O deputado Jeferson Fernandes (PT) cumprimentou o colega por sua luta pela alimentação saudável e os demais participantes por “dizerem não ao veneno”. Criticou o governador por adotar medidas que o aproximavam muito do comportamento do presidente da República e disse que o considerava um “Bolsonaro de sapatênis” por ter um estilo mais sofisticado, mas fazer, na prática, o mesmo que o mandatário do país.

O deputado Zé Nunes (PT), que é técnico agrícola e engenheiro agrônomo, com especialização em Toxicologia, disse que 30% do PIB estava relacionado diretamente à produção de alimentos na agricultura familiar e que o projeto estava na contramão da história. Para o parlamentar, os argumentos em sua defesa não se sustentavam, uma vez que o Estado havia atingido a liderança no setor tendo a legislação protetiva. Defendeu a qualificação da produção pela lógica inversa, isto é, de agregação de valor na produção de alimentos limpos.
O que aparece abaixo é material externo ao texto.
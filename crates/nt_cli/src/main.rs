use clap::Parser;
use nt_core::{ContentStore, Result};
use nt_inference::models::available_models;
use nt_pipeline::{Ingestor, JsonFileSource, PipelineConfig, Processor};
use nt_web::AppState;
use serde_json::json;
use std::net::SocketAddr;
use std::path::PathBuf;
use std::str::FromStr;
use std::sync::Arc;
use std::time::Duration;
use tracing::{info, warn};
use tracing_subscriber::EnvFilter;
use uuid::Uuid;

/// Durations written like `90s`, `1h30m`, `500ms` or `1d`. A bare number is
/// seconds.
#[derive(Debug, Clone, Copy, PartialEq)]
struct HumanDuration(Duration);

impl FromStr for HumanDuration {
    type Err = String;

    fn from_str(s: &str) -> std::result::Result<Self, Self::Err> {
        let s = s.trim();
        if s.is_empty() {
            return Err("Duration must include a number".to_string());
        }

        let mut total = Duration::ZERO;
        let mut rest = s;
        while !rest.is_empty() {
            let digits = rest.find(|c: char| !c.is_ascii_digit()).unwrap_or(rest.len());
            if digits == 0 {
                return Err(format!("Expected a number at '{}'", rest));
            }
            let value: u64 = rest[..digits]
                .parse()
                .map_err(|_| format!("Invalid number in duration: {}", &rest[..digits]))?;
            rest = &rest[digits..];

            let unit_len = rest.find(|c: char| c.is_ascii_digit()).unwrap_or(rest.len());
            let unit = rest[..unit_len].trim();
            total += match unit {
                "" | "s" => Duration::from_secs(value),
                "ms" => Duration::from_millis(value),
                "m" => Duration::from_secs(value * 60),
                "h" => Duration::from_secs(value * 3600),
                "d" => Duration::from_secs(value * 86400),
                other => return Err(format!("Invalid duration unit: {}", other)),
            };
            rest = &rest[unit_len..];
        }

        Ok(HumanDuration(total))
    }
}

#[derive(Parser, Debug)]
#[command(author, version, about = "News article processing pipeline", long_about = None)]
pub struct Cli {
    #[arg(long, default_value = "memory", help = "Content store: memory (default) or sqlite")]
    storage: String,
    #[arg(long, help = "Database path for the sqlite store")]
    backend_url: Option<String>,
    #[arg(long, default_value = "dummy", help = "Model to use for inference. Available models: dummy (default, offline), deepseek")]
    model: String,
    #[arg(long, help = "Base URL of an OpenAI-compatible endpoint")]
    model_url: Option<String>,
    #[arg(long)]
    model_name: Option<String>,
    #[arg(long, env = "NT_API_KEY", hide_env_values = true)]
    api_key: Option<String>,
    #[arg(long, help = "Pipeline configuration JSON file")]
    config: Option<PathBuf>,
    #[arg(long, default_value = "info", help = "Log level, overridden by RUST_LOG")]
    log_level: String,
    #[command(subcommand)]
    command: Commands,
}

#[derive(clap::Subcommand, Debug)]
enum Commands {
    /// Ingest raw items from a JSON file
    Ingest {
        file: PathBuf,
        /// Source id for files holding a bare array of items
        #[arg(long)]
        source: Option<String>,
        /// Run the pipeline on every ingested article
        #[arg(long)]
        process: bool,
    },
    /// Run the pipeline for one raw article
    Process { id: Uuid },
    /// Process the backlog of unprocessed raw articles
    Sweep {
        #[arg(long, default_value_t = 50)]
        batch_size: usize,
        /// Pause between articles (e.g. 500ms, 2s)
        #[arg(long, default_value = "2s")]
        pace: HumanDuration,
        /// Run in periodic mode with the specified interval (e.g. 1h, 30m, 1h15m30s)
        #[arg(long)]
        interval: Option<HumanDuration>,
    },
    /// Serve the HTTP API
    Serve {
        #[arg(long, default_value = "127.0.0.1:3000")]
        addr: SocketAddr,
    },
    /// Print a processed article, or the raw article with that id
    Show { id: Uuid },
}

fn print_json<T: serde::Serialize>(value: &T) -> Result<()> {
    println!("{}", serde_json::to_string_pretty(value)?);
    Ok(())
}

#[tokio::main]
async fn main() -> Result<()> {
    let cli = Cli::parse();

    let filter = EnvFilter::try_from_default_env().unwrap_or_else(|_| EnvFilter::new(&cli.log_level));
    tracing_subscriber::fmt().with_env_filter(filter).init();

    let config = match &cli.config {
        Some(path) => PipelineConfig::load(path)?,
        None => PipelineConfig::default(),
    };

    let storage: Arc<dyn ContentStore> =
        nt_storage::create_storage(cli.storage.as_str(), cli.backend_url.as_deref()).await?;
    info!("💾 Storage initialized successfully (using {})", cli.storage);
    if cli.storage == "memory" && !matches!(cli.command, Commands::Serve { .. } | Commands::Ingest { process: true, .. }) {
        warn!("Memory storage starts empty and is lost on exit; use --storage sqlite to keep articles between runs");
    }

    let inference_config = nt_inference::Config {
        model: cli.model.clone(),
        api_key: cli.api_key.clone(),
        model_name: cli.model_name.clone(),
        model_url: cli.model_url.clone(),
        timeout: config.capability_timeout(),
    };
    let model = nt_inference::create_model(Some(inference_config)).await?;
    info!(
        "🧠 Inference model initialized successfully (using {}, available: {})",
        model.name(),
        available_models().join(", ")
    );

    match cli.command {
        Commands::Ingest { file, source, process } => {
            let file_source = JsonFileSource::new(&file);
            let directory = config.source_directory();
            let mut source_ids = file_source.source_ids().await?;
            if source_ids.is_empty() {
                let id = source.ok_or_else(|| {
                    nt_core::Error::External(anyhow::anyhow!(
                        "{} holds a bare array of items, pass --source <id>",
                        file.display()
                    ))
                })?;
                source_ids.push(id);
            }
            let sources: Vec<_> = source_ids.iter().map(|id| directory.resolve(id)).collect();
            for source in sources.iter().filter(|s| directory.get(&s.id).is_none()) {
                warn!(source = %source.id, "Source not configured, treating it as low reliability");
            }

            let ingestor = Ingestor::new(storage.clone(), config.dedup.content_prefix_chars);
            let summary = ingestor.collect(&file_source, &sources).await?;
            info!("📥 Ingested {} new articles from {}", summary.created.len(), file.display());

            if process {
                let processor = Processor::new(storage.clone(), model.clone(), &config);
                let mut reports = Vec::with_capacity(summary.created.len());
                for id in &summary.created {
                    reports.push(processor.process(*id).await);
                }
                print_json(&json!({ "ingest": summary, "reports": reports }))?;
            } else {
                print_json(&summary)?;
            }
        }
        Commands::Process { id } => {
            let processor = Processor::new(storage.clone(), model.clone(), &config);
            let report = processor.process(id).await;
            print_json(&report)?;
            if !report.success {
                std::process::exit(1);
            }
        }
        Commands::Sweep { batch_size, pace, interval } => {
            let processor = Processor::new(storage.clone(), model.clone(), &config);
            match interval {
                Some(interval) => {
                    info!("Running in periodic mode with {}s interval", interval.0.as_secs());
                    loop {
                        match processor.sweep(batch_size, pace.0).await {
                            Ok(summary) => print_json(&summary)?,
                            Err(e) => eprintln!("Error during sweep: {}", e),
                        }
                        info!("Waiting {}s before next sweep", interval.0.as_secs());
                        tokio::time::sleep(interval.0).await;
                    }
                }
                None => print_json(&processor.sweep(batch_size, pace.0).await?)?,
            }
        }
        Commands::Serve { addr } => {
            let state = AppState::new(storage.clone(), model.clone(), &config);
            nt_web::serve(state, addr).await?;
        }
        Commands::Show { id } => {
            if let Some(article) = storage.get_processed(id).await? {
                print_json(&article)?;
            } else if let Some(raw) = storage.get_raw(id).await? {
                print_json(&raw)?;
            } else {
                return Err(nt_core::Error::not_found("article", id));
            }
        }
    }

    Ok(())
}
pub mod error;
pub mod models;
pub mod sources;
pub mod storage;
pub mod text;
pub mod types;

pub use error::{Error, Result};
pub use models::{InferenceModel, Task};
pub use sources::RawItemSource;
pub use storage::ContentStore;
pub use types::*;
use std::collections::{HashMap, HashSet, VecDeque};
use std::fmt;
use std::sync::Mutex;
use std::time::Duration;

use async_trait::async_trait;
use nt_core::{Error, InferenceModel, Result, Task};

#[derive(Default)]
struct Script {
    queued: HashMap<Task, VecDeque<String>>,
    fixed: HashMap<Task, String>,
    failing: HashSet<Task>,
    calls: Vec<(Task, String)>,
}

/// Offline model answering from a script.
///
/// Queued answers are consumed first, then the fixed answer for the task.
/// A task with neither, or marked as failing, returns a capability error,
/// so an unscripted `DummyModel` drives every caller onto its fallback.
pub struct DummyModel {
    script: Mutex<Script>,
    delay: Option<Duration>,
}

impl fmt::Debug for DummyModel {
    fn fmt(&self, f: &mut fmt::Formatter<'_>) -> fmt::Result {
        f.debug_struct("DummyModel").field("delay", &self.delay).finish()
    }
}

impl Default for DummyModel {
    fn default() -> Self {
        Self::new()
    }
}

impl DummyModel {
    pub fn new() -> Self {
        Self {
            script: Mutex::new(Script::default()),
            delay: None,
        }
    }

    /// Answer every call for `task` with `response`.
    pub fn with_response(self, task: Task, response: impl Into<String>) -> Self {
        self.lock().fixed.insert(task, response.into());
        self
    }

    pub fn with_failure(self, task: Task) -> Self {
        self.lock().failing.insert(task);
        self
    }

    /// Sleep before answering. Used to exercise the caller's timeout.
    pub fn with_delay(mut self, delay: Duration) -> Self {
        self.delay = Some(delay);
        self
    }

    /// Answer the next call for `task` with `response`, once.
    pub fn push_response(&self, task: Task, response: impl Into<String>) {
        self.lock().queued.entry(task).or_default().push_back(response.into());
    }

    pub fn set_response(&self, task: Task, response: impl Into<String>) {
        self.lock().fixed.insert(task, response.into());
    }

    pub fn set_failure(&self, task: Task, failing: bool) {
        let mut script = self.lock();
        if failing {
            script.failing.insert(task);
        } else {
            script.failing.remove(&task);
        }
    }

    pub fn calls(&self) -> Vec<Task> {
        self.lock().calls.iter().map(|(task, _)| *task).collect()
    }

    pub fn call_count(&self, task: Task) -> usize {
        self.lock().calls.iter().filter(|(t, _)| *t == task).count()
    }

    pub fn prompts(&self, task: Task) -> Vec<String> {
        self.lock()
            .calls
            .iter()
            .filter(|(t, _)| *t == task)
            .map(|(_, prompt)| prompt.clone())
            .collect()
    }

    fn lock(&self) -> std::sync::MutexGuard<'_, Script> {
        self.script.lock().unwrap_or_else(|poisoned| poisoned.into_inner())
    }

    fn answer(&self, task: Task, prompt: &str) -> Result<String> {
        let mut script = self.lock();
        script.calls.push((task, prompt.to_string()));
        if script.failing.contains(&task) {
            return Err(Error::Capability(format!("{}: scripted failure", task)));
        }
        if let Some(response) = script.queued.get_mut(&task).and_then(|q| q.pop_front()) {
            return Ok(response);
        }
        script
            .fixed
            .get(&task)
            .cloned()
            .ok_or_else(|| Error::Capability(format!("{}: no scripted response", task)))
    }
}

#[async_trait]
impl InferenceModel for DummyModel {
    fn name(&self) -> &str {
        "Dummy"
    }

    async fn complete(&self, task: Task, prompt: &str) -> Result<String> {
        if let Some(delay) = self.delay {
            tokio::time::sleep(delay).await;
        }
        self.answer(task, prompt)
    }
}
A conselheira do Conselho Estadual de Saúde, Ana Valls, disse que era preciso defender a saúde com unhas e dentes, pois ela vinha sendo atacada de todas as formas no estado e no país. Segundo ela, no ano passado o Conselho havia aprovado uma moção contrária ao PL que foi entregue ao governador em mãos, mas o estado cada vez se afastava mais das suas obrigações de controlar e fiscalizar o uso de agrotóxicos, deixando a população à deriva. “Queremos que esse PL desapareça e que a Lei nº 7.747 de 22 de dezembro de 1982 seja aplicada na sua íntegra”, disse.

O engenheiro agrônomo e chefe da Divisão de Insumos e Serviços Agropecuários da Secretária de Agricultura, Pecuária e Desenvolvimento Rural, Rafael Frederich Lima, defendeu o trabalho realizado pelos fiscais, descrevendo as ações realizadas no estado, a despeito do valor reduzido das diárias recebidas, e a existência de sistemas nos quais as informações eram sistematizadas. Ele também referiu o aumento observado no uso de produtos falsificados, o que levou à reedição de uma norma visando a coibir a prática.
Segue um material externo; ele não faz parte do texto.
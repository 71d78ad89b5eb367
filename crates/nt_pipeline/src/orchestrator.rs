//! Per-article pipeline driver and the sweep over unprocessed articles.

use std::sync::Arc;
use std::time::{Duration, Instant};

use chrono::Utc;
use nt_core::{
    Category, ContentStore, DuplicateVerdict, Error, InferenceModel, ProcessedArticle, RawArticle,
    Recommendation, Result, SourceAttribution,
};
use nt_inference::responses::{CategoryAssessment, RewriteDraft};
use nt_inference::Classifier;
use serde::Serialize;
use uuid::Uuid;

use crate::breaking::BreakingNewsScorer;
use crate::clusters::ClusterManager;
use crate::config::{KeywordGate, PipelineConfig, SourceDirectory};
use crate::dedup::DuplicateDetector;
use crate::synthesis::{Synthesis, Synthesizer};

/// Terminal state of one run.
#[derive(Debug, Clone, Copy, PartialEq, Eq, Serialize)]
#[serde(rename_all = "SCREAMING_SNAKE_CASE")]
pub enum Outcome {
    NotFound,
    AlreadyProcessed,
    DuplicateSkip,
    /// Attached to a cluster still below the synthesis threshold.
    ThresholdNotMet,
    Synthesized,
    /// Threshold reached but the model produced no synthesis.
    SynthesisFailed,
    /// Attached to a cluster that already has its synthesized article.
    Merged,
    Published,
    Failed,
}

impl Outcome {
    pub fn is_success(&self) -> bool {
        !matches!(self, Outcome::NotFound | Outcome::Failed)
    }
}

#[derive(Debug, Clone, Serialize)]
#[serde(rename_all = "camelCase")]
pub struct ProcessingReport {
    pub raw_article_id: Uuid,
    pub success: bool,
    pub outcome: Outcome,
    pub article_id: Option<Uuid>,
    pub cluster_id: Option<Uuid>,
    pub is_duplicate: bool,
    pub action: Option<Recommendation>,
    pub categories: Vec<Category>,
    pub is_breaking_news: bool,
    pub elapsed_ms: u64,
    pub error: Option<String>,
}

impl ProcessingReport {
    fn new(raw_article_id: Uuid) -> Self {
        Self {
            raw_article_id,
            success: false,
            outcome: Outcome::Failed,
            article_id: None,
            cluster_id: None,
            is_duplicate: false,
            action: None,
            categories: Vec::new(),
            is_breaking_news: false,
            elapsed_ms: 0,
            error: None,
        }
    }
}

#[derive(Debug, Clone, Default, PartialEq, Eq, Serialize)]
#[serde(rename_all = "camelCase")]
pub struct SweepSummary {
    pub attempted: usize,
    pub succeeded: usize,
    pub failed: usize,
    pub published: usize,
    pub merged: usize,
    pub synthesized: usize,
    pub skipped: usize,
}

impl SweepSummary {
    fn record(&mut self, report: &ProcessingReport) {
        self.attempted += 1;
        if report.success {
            self.succeeded += 1;
        } else {
            self.failed += 1;
        }
        match report.outcome {
            Outcome::Published => self.published += 1,
            Outcome::DuplicateSkip => self.skipped += 1,
            Outcome::Synthesized => {
                self.merged += 1;
                self.synthesized += 1;
            }
            Outcome::ThresholdNotMet | Outcome::SynthesisFailed | Outcome::Merged => self.merged += 1,
            Outcome::NotFound | Outcome::AlreadyProcessed | Outcome::Failed => {}
        }
    }
}

/// Drives one raw article from ingestion to a terminal outcome. Holds no
/// state between runs; everything is read back from the store.
pub struct Processor {
    store: Arc<dyn ContentStore>,
    classifier: Classifier,
    sources: Arc<SourceDirectory>,
    detector: DuplicateDetector,
    clusters: Arc<ClusterManager>,
    synthesizer: Synthesizer,
    breaking: BreakingNewsScorer,
}

impl Processor {
    pub fn new(store: Arc<dyn ContentStore>, model: Arc<dyn InferenceModel>, config: &PipelineConfig) -> Self {
        let classifier = Classifier::new(model).with_timeout(config.capability_timeout());
        let sources = Arc::new(config.source_directory());
        let gate: Arc<KeywordGate> = Arc::new(config.keyword_gate());
        let clusters = Arc::new(ClusterManager::new(store.clone()));
        let detector = DuplicateDetector::new(store.clone(), classifier.clone(), config.dedup.clone());
        let synthesizer = Synthesizer::new(store.clone(), clusters.clone(), classifier.clone(), sources.clone())
            .with_threshold(config.synthesis_threshold)
            .with_content_chars(config.synthesis_content_chars);
        let breaking = BreakingNewsScorer::new(classifier.clone(), gate);

        Self {
            store,
            classifier,
            sources,
            detector,
            clusters,
            synthesizer,
            breaking,
        }
    }

    pub fn store(&self) -> &Arc<dyn ContentStore> {
        &self.store
    }

    pub fn clusters(&self) -> &ClusterManager {
        &self.clusters
    }

    pub fn sources(&self) -> &SourceDirectory {
        &self.sources
    }

    /// Runs the pipeline for one raw article. Never panics or returns an
    /// error: every exit is described by the report.
    pub async fn process(&self, raw_article_id: Uuid) -> ProcessingReport {
        let started = Instant::now();
        let mut report = ProcessingReport::new(raw_article_id);

        match self.run(raw_article_id, &mut report).await {
            Ok(outcome) => {
                report.outcome = outcome;
                report.success = outcome.is_success();
                if outcome == Outcome::NotFound {
                    report.error = Some(Error::not_found("raw article", raw_article_id).to_string());
                }
            }
            Err(e) => {
                tracing::error!(raw_article_id = %raw_article_id, error = %e, "❌ Processing failed");
                report.outcome = Outcome::Failed;
                report.success = false;
                report.error = Some(e.to_string());
            }
        }

        report.elapsed_ms = started.elapsed().as_millis() as u64;
        tracing::info!(
            raw_article_id = %raw_article_id,
            outcome = ?report.outcome,
            article_id = ?report.article_id,
            elapsed_ms = report.elapsed_ms,
            "Processing finished"
        );
        report
    }

    async fn run(&self, id: Uuid, report: &mut ProcessingReport) -> Result<Outcome> {
        let Some(raw) = self.store.get_raw(id).await? else {
            tracing::warn!(raw_article_id = %id, "Raw article not found");
            return Ok(Outcome::NotFound);
        };
        if raw.processed {
            tracing::debug!(raw_article_id = %id, "Already processed, nothing to do");
            return Ok(Outcome::AlreadyProcessed);
        }
        tracing::debug!(raw_article_id = %id, source = %raw.source_id, title = %raw.title, "Fetched raw article");

        let verdict = self.detector.detect(&raw).await?;
        report.is_duplicate = verdict.is_duplicate;
        report.action = Some(verdict.recommendation);
        tracing::debug!(
            raw_article_id = %id,
            recommendation = %verdict.recommendation,
            method = ?verdict.method,
            similarity = verdict.similarity,
            confidence = verdict.confidence,
            "Duplicate verdict"
        );

        match verdict.recommendation {
            Recommendation::Skip => {
                if !self.mark(id, true).await? {
                    return Ok(Outcome::AlreadyProcessed);
                }
                Ok(Outcome::DuplicateSkip)
            }
            action if action.joins_cluster() => self.merge(&raw, &verdict, report).await,
            _ => self.publish(&raw, report).await,
        }
    }

    async fn merge(&self, raw: &RawArticle, verdict: &DuplicateVerdict, report: &mut ProcessingReport) -> Result<Outcome> {
        let category = self.categorize(raw).await;
        report.categories = category.categories();

        let attachment = self
            .clusters
            .attach_or_create(raw.id, &verdict.matching_ids, category.main)
            .await?;
        report.cluster_id = Some(attachment.cluster_id);

        let outcome = if attachment.member_count < self.synthesizer.threshold() {
            Outcome::ThresholdNotMet
        } else if let Some(existing) = attachment.synthesized_article_id {
            tracing::debug!(cluster_id = %attachment.cluster_id, article_id = %existing, "Cluster already synthesized");
            Outcome::Merged
        } else {
            match self.synthesizer.synthesize(attachment.cluster_id, &category).await? {
                Synthesis::Created(article) => {
                    report.article_id = Some(article.id);
                    Outcome::Synthesized
                }
                Synthesis::Existing(_) => Outcome::Merged,
                Synthesis::NotProduced => Outcome::SynthesisFailed,
            }
        };

        if !self.mark(raw.id, false).await? {
            report.article_id = None;
            return Ok(Outcome::AlreadyProcessed);
        }
        Ok(outcome)
    }

    async fn publish(&self, raw: &RawArticle, report: &mut ProcessingReport) -> Result<Outcome> {
        let category = self.categorize(raw).await;
        report.categories = category.categories();
        tracing::debug!(raw_article_id = %raw.id, category = %category.main, "Categorized");

        let entities = match self.classifier.extract_entities(&raw.content).await {
            Ok(entities) => entities,
            Err(e) => {
                tracing::warn!(raw_article_id = %raw.id, error = %e, "Entity extraction unavailable, no entities");
                Default::default()
            }
        };
        tracing::debug!(raw_article_id = %raw.id, "Entities extracted");

        let draft = match self
            .classifier
            .rewrite(&raw.title, &raw.content, &raw.source_name, category.main)
            .await
        {
            Ok(draft) => draft,
            Err(e) => {
                tracing::warn!(raw_article_id = %raw.id, error = %e, "Rewrite unavailable, passing original text through");
                RewriteDraft::passthrough(&raw.title, &raw.content)
            }
        };
        tracing::debug!(raw_article_id = %raw.id, "Rewritten");

        let breaking = self
            .breaking
            .score(&raw.title, &raw.content, category.main, raw.published_at)
            .await;
        report.is_breaking_news = breaking.is_breaking;
        tracing::debug!(raw_article_id = %raw.id, breaking = breaking.is_breaking, urgency = ?breaking.urgency, "Breaking news scored");

        let article = ProcessedArticle {
            id: ProcessedArticle::id_for_raw(raw.id),
            title: draft.title,
            summary_short: draft.short,
            summary_medium: draft.medium,
            summary_long: draft.long,
            categories: category.categories(),
            category_confidence: category.confidence,
            entities,
            key_quotes: draft.key_quotes,
            tags: draft.tags,
            source_article_ids: vec![raw.id],
            sources: vec![SourceAttribution {
                raw_article_id: raw.id,
                source_id: raw.source_id.clone(),
                name: raw.source_name.clone(),
                url: raw.url.clone(),
                reliability: self.sources.reliability(&raw.source_id),
            }],
            image_url: raw.image_url.clone(),
            published_at: raw.published_at,
            processed_at: Utc::now(),
            is_trending: false,
            is_breaking_news: breaking.is_breaking,
            breaking_news_level: breaking.urgency,
            notification: breaking.notification,
            synthesis: None,
        };

        // A concurrent run for the same raw article writes under the same id,
        // and only the run that flips the processed flag reports the article.
        if !self.store.insert_processed(&article).await? {
            tracing::debug!(raw_article_id = %raw.id, article_id = %article.id, "Article already stored");
        }
        if !self.mark(raw.id, false).await? {
            report.is_breaking_news = false;
            return Ok(Outcome::AlreadyProcessed);
        }
        report.article_id = Some(article.id);
        if article.is_breaking_news {
            tracing::info!(article_id = %article.id, urgency = ?article.breaking_news_level, "🚨 Breaking news published");
        }
        Ok(Outcome::Published)
    }

    async fn categorize(&self, raw: &RawArticle) -> CategoryAssessment {
        match self
            .classifier
            .categorize(&raw.title, &raw.content, &raw.source_name)
            .await
        {
            Ok(assessment) => assessment,
            Err(e) => {
                tracing::warn!(raw_article_id = %raw.id, error = %e, "Categorization unavailable, using default category");
                CategoryAssessment::fallback()
            }
        }
    }

    /// Flips the processed flag. False means a concurrent run got there first.
    async fn mark(&self, id: Uuid, skipped: bool) -> Result<bool> {
        let marked = self.store.mark_processed(id, skipped).await?;
        if !marked {
            tracing::info!(raw_article_id = %id, "Raw article was processed concurrently");
        }
        Ok(marked)
    }

    /// Processes up to `batch_size` unprocessed articles, oldest first,
    /// pausing `pace` between items.
    pub async fn sweep(&self, batch_size: usize, pace: Duration) -> Result<SweepSummary> {
        let pending = self.store.unprocessed(batch_size).await?;
        tracing::info!(pending = pending.len(), batch_size, "🧹 Sweeping unprocessed articles");

        let mut summary = SweepSummary::default();
        for (i, raw) in pending.iter().enumerate() {
            if i > 0 && !pace.is_zero() {
                tokio::time::sleep(pace).await;
            }
            let report = self.process(raw.id).await;
            summary.record(&report);
        }

        tracing::info!(
            attempted = summary.attempted,
            succeeded = summary.succeeded,
            failed = summary.failed,
            published = summary.published,
            merged = summary.merged,
            synthesized = summary.synthesized,
            skipped = summary.skipped,
            "Sweep finished"
        );
        Ok(summary)
    }
}

#[cfg(test)]
mod tests {
    use super::*;

    #[test]
    fn test_outcome_success() {
        assert!(Outcome::AlreadyProcessed.is_success());
        assert!(Outcome::SynthesisFailed.is_success());
        assert!(!Outcome::NotFound.is_success());
        assert!(!Outcome::Failed.is_success());
    }

    #[test]
    fn test_sweep_summary_counts() {
        let mut summary = SweepSummary::default();
        for outcome in [Outcome::Published, Outcome::Synthesized, Outcome::DuplicateSkip, Outcome::Failed] {
            let mut report = ProcessingReport::new(Uuid::new_v4());
            report.outcome = outcome;
            report.success = outcome.is_success();
            summary.record(&report);
        }
        assert_eq!(
            summary,
            SweepSummary {
                attempted: 4,
                succeeded: 3,
                failed: 1,
                published: 1,
                merged: 1,
                synthesized: 1,
                skipped: 1,
            }
        );
    }

    #[test]
    fn test_report_serialization() {
        let mut report = ProcessingReport::new(Uuid::new_v4());
        report.outcome = Outcome::ThresholdNotMet;
        report.action = Some(Recommendation::Merge);
        let value = serde_json::to_value(&report).unwrap();
        assert_eq!(value["outcome"], "THRESHOLD_NOT_MET");
        assert_eq!(value["action"], "MERGE");
        assert!(value["rawArticleId"].is_string());
    }
}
Também a bióloga Isa Carla Osterkamp, assessora da presidência da Fundação Estadual de Proteção Ambiental (Fepam), descreveu as atividades da instituição, afirmando que o cadastro de produtos mantido por eles era bastante minucioso. No site da Fepam, segundo ela, constavam 1.384 produtos agrotóxicos, dos quais 787 deferidos, 532 em análise, 13 aguardando complementação, 38 indeferidos e 14 liberados por ordem judicial.

O engenheiro agrônomo Elder Dal Pra, coordenador das áreas de Defesa Sanitária Vegetal e Culturas da Emater, disse que infelizmente o uso de agrotóxicos era inevitável, mas que trabalhavam por sua racionalização.

Órgão do governo estadual é contrário ao projeto
A bióloga Silvia Thaler, do Centro Estadual de Vigilância em Saúde (Cevs) da Secretaria Estadual da Saúde e integrante do Grupo de Trabalho de Agrotóxicos, informou que o órgão se posicionou oficialmente contra o projeto do Executivo, o que chamou a atenção do presidente da comissão, Edegar Pretto, por se tratar de ente do próprio governo. Para ela, o Estado deveria ser ainda mais protetivo e restritivo quanto à liberação de agrotóxicos.

O presidente da Associação Gaúcha de Proteção ao Ambiente Natural (Agapan), Francisco Milanez, classificou o gesto do governo de “biocídio” por colocar em risco a vida em geral.

Também expressaram contrariedade ao projeto os representantes da Assembleia Permanente de Entidades em Defesa do Meio Ambiente do Rio Grande do Sul, Sirlei Haubert, que apresentou um histórico das regulamentações e medidas sobre o tema, observando que, embora a lei dos agrotóxicos fosse de 1982, ela começou a ter uma aplicação mais efetiva somente em 2002, quando houve concurso para a Fepam; do Conselho Estadual de Diretos Humanos, Julio Alt; da Associação dos Servidores da Fepam, Nilo Barbosa, entre outros.